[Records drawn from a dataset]
//! Aura disaster-response console binary.
//!
//! Composition root: builds the dispatch engine over a terminal map
//! surface and runs the operator read-eval loop. The remote command
//! interpreter is reached over HTTP at the configured endpoint.

mod logging;
mod repl;
mod surface;

use std::sync::Arc;

use anyhow::Result;

use engine::{Engine, EngineConfig};
use surface::TermSurface;

#[tokio::main]
async fn main() -> Result<()> {
    // Load .env file if it exists (silently ignore if not found)
    let _ = dotenvy::dotenv();

    let config = EngineConfig::from_env();
    logging::setup_logging()?;

    tracing::info!("Starting Aura console");
    tracing::info!("Interpreter endpoint: {}", config.interpreter_url);

    let engine = Engine::builder()
        .config(config)
        .surface(Arc::new(TermSurface::new()))
        .build()?;

    repl::run(engine.handle()).await?;

    engine.shutdown().await?;
    tracing::info!("Console shutdown complete");
    Ok(())
}
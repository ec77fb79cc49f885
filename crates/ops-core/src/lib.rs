//! Domain model for the Aura command console.
//!
//! This crate holds the pure, I/O-free core of the console: the directive
//! wire model received from the interpreter, the open parameter mapping,
//! geographic primitives, and the deterministic coordinate/radius
//! resolution logic. The `engine` crate layers orchestration, timers, and
//! map-surface side effects on top of these types.
//!
//! Modules are organized by responsibility:
//! - [`directive`] — the interpreter's structured output
//! - [`params`] — permissive string/number parameter access
//! - [`geo`] — latitude/longitude points and interpolation
//! - [`resolve`] — coordinate resolution and radius parsing

pub mod directive;
pub mod error;
pub mod geo;
pub mod params;
pub mod resolve;

pub use directive::{Directive, VisualizationProfile, VizKind};
pub use error::OpsError;
pub use geo::GeoPoint;
pub use params::{ParamValue, Parameters};
pub use resolve::{parse_coordinates, parse_radius, resolve_target, DEFAULT_RADIUS_M};
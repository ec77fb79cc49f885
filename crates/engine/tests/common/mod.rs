#![allow(dead_code)]

use std::collections::VecDeque;
use std::sync::{Arc, Mutex};

use async_trait::async_trait;

use engine::{Engine, Interpreter, InterpreterError, RecordingSurface};
use ops_core::{Directive, VisualizationProfile, VizKind};

/// Interpreter double that replays scripted directive and example queues.
pub struct ScriptedInterpreter {
    directives: Mutex<VecDeque<Directive>>,
    examples: Mutex<VecDeque<String>>,
}

impl ScriptedInterpreter {
    pub fn new(directives: Vec<Directive>) -> Self {
        Self {
            directives: Mutex::new(directives.into()),
            examples: Mutex::new(VecDeque::new()),
        }
    }

    pub fn with_example(self, example: impl Into<String>) -> Self {
        self.examples.lock().expect("script lock").push_back(example.into());
        self
    }
}

#[async_trait]
impl Interpreter for ScriptedInterpreter {
    async fn interpret(&self, text: &str) -> Result<Directive, InterpreterError> {
        self.directives
            .lock()
            .expect("script lock")
            .pop_front()
            .ok_or_else(|| InterpreterError::NoDirective {
                input: text.to_owned(),
            })
    }

    async fn example(&self) -> Result<Option<String>, InterpreterError> {
        Ok(self.examples.lock().expect("script lock").pop_front())
    }
}

/// Directive that renders immediately, without a movement animation.
pub fn directive(intent: &str, kind: VizKind) -> Directive {
    let mut visualization = VisualizationProfile::new(kind);
    visualization.no_unit = true;
    Directive {
        intent: intent.to_owned(),
        english_text: format!("Test order: {intent}."),
        safety_critical: false,
        confirmation_required: false,
        parameters: Default::default(),
        visualization,
    }
}

pub fn critical(mut directive: Directive) -> Directive {
    directive.safety_critical = true;
    directive.confirmation_required = true;
    directive
}

/// Engine over a [`RecordingSurface`] and a scripted interpreter.
pub fn spawn_engine(directives: Vec<Directive>) -> (Engine, Arc<RecordingSurface>) {
    spawn_engine_with(ScriptedInterpreter::new(directives))
}

pub fn spawn_engine_with(interpreter: ScriptedInterpreter) -> (Engine, Arc<RecordingSurface>) {
    let surface = Arc::new(RecordingSurface::new());
    let engine = Engine::builder()
        .surface(surface.clone())
        .interpreter(Arc::new(interpreter))
        .build()
        .expect("engine should build");
    (engine, surface)
}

WORK TO COMPLETE: When the entries above are retyped, each line must stay exactly as it is.

OUTPUT BELOW:
//! Aura disaster-response console binary.
//!
//! Composition root: builds the dispatch engine over a terminal map
//! surface and runs the operator read-eval loop. The remote command
//! interpreter is reached over HTTP at the configured endpoint.

mod logging;
mod repl;
mod surface;

use std::sync::Arc;

use anyhow::Result;

use engine::{Engine, EngineConfig};
use surface::TermSurface;

#[tokio::main]
async fn main() -> Result<()> {
    // Load .env file if it exists (silently ignore if not found)
    let _ = dotenvy::dotenv();

    let config = EngineConfig::from_env();
    logging::setup_logging()?;

    tracing::info!("Starting Aura console");
    tracing::info!("Interpreter endpoint: {}", config.interpreter_url);

    let engine = Engine::builder()
        .config(config)
        .surface(Arc::new(TermSurface::new()))
        .build()?;

    repl::run(engine.handle()).await?;

    engine.shutdown().await?;
    tracing::info!("Console shutdown complete");
    Ok(())
}
repository ec77fb79cc49f885
filename crates/ops-core/src/lib.rs
//! Domain model for the Aura command console.
//!
//! This crate holds the pure, I/O-free core of the console: the directive
//! wire model received from the interpreter, the open parameter mapping,
//! geographic primitives, and the deterministic coordinate/radius
//! resolution logic. The `engine` crate layers orchestration, timers, and
//! map-surface side effects on top of these types.
//!
//! Modules are organized by responsibility:
//! - [`directive`] — the interpreter's structured output
//! - [`params`] — permissive string/number parameter access
//! - [`geo`] — latitude/longitude points and interpolation
//! - [`resolve`] — coordinate resolution and radius parsing

pub mod directive;
pub mod error;
pub mod geo;
pub mod params;
pub mod resolve;

pub use directive::{Directive, VisualizationProfile, VizKind};
pub use error::OpsError;
pub use geo::GeoPoint;
pub use params::{ParamValue, Parameters};
pub use resolve::{parse_coordinates, parse_radius, resolve_target, DEFAULT_RADIUS_M};
repository ec77fb79cc49f885
filename crates/engine/tests/common/mod.rs
#![allow(dead_code)]

use std::collections::VecDeque;
use std::sync::{Arc, Mutex};

use async_trait::async_trait;

use engine::{Engine, Interpreter, InterpreterError, RecordingSurface};
use ops_core::{Directive, VisualizationProfile, VizKind};

/// Interpreter double that replays scripted directive and example queues.
pub struct ScriptedInterpreter {
    directives: Mutex<VecDeque<Directive>>,
    examples: Mutex<VecDeque<String>>,
}

impl ScriptedInterpreter {
    pub fn new(directives: Vec<Directive>) -> Self {
        Self {
            directives: Mutex::new(directives.into()),
            examples: Mutex::new(VecDeque::new()),
        }
    }

    pub fn with_example(self, example: impl Into<String>) -> Self {
        self.examples.lock().expect("script lock").push_back(example.into());
        self
    }
}

#[async_trait]
impl Interpreter for ScriptedInterpreter {
    async fn interpret(&self, text: &str) -> Result<Directive, InterpreterError> {
        self.directives
            .lock()
            .expect("script lock")
            .pop_front()
            .ok_or_else(|| InterpreterError::NoDirective {
                input: text.to_owned(),
            })
    }

    async fn example(&self) -> Result<Option<String>, InterpreterError> {
        Ok(self.examples.lock().expect("script lock").pop_front())
    }
}

/// Directive that renders immediately, without a movement animation.
pub fn directive(intent: &str, kind: VizKind) -> Directive {
    let mut visualization = VisualizationProfile::new(kind);
    visualization.no_unit = true;
    Directive {
        intent: intent.to_owned(),
        english_text: format!("Test order: {intent}."),
        safety_critical: false,
        confirmation_required: false,
        parameters: Default::default(),
        visualization,
    }
}

pub fn critical(mut directive: Directive) -> Directive {
    directive.safety_critical = true;
    directive.confirmation_required = true;
    directive
}

/// Engine over a [`RecordingSurface`] and a scripted interpreter.
pub fn spawn_engine(directives: Vec<Directive>) -> (Engine, Arc<RecordingSurface>) {
    spawn_engine_with(ScriptedInterpreter::new(directives))
}

pub fn spawn_engine_with(interpreter: ScriptedInterpreter) -> (Engine, Arc<RecordingSurface>) {
    let surface = Arc::new(RecordingSurface::new());
    let engine = Engine::builder()
        .surface(surface.clone())
        .interpreter(Arc::new(interpreter))
        .build()
        .expect("engine should build");
    (engine, surface)
}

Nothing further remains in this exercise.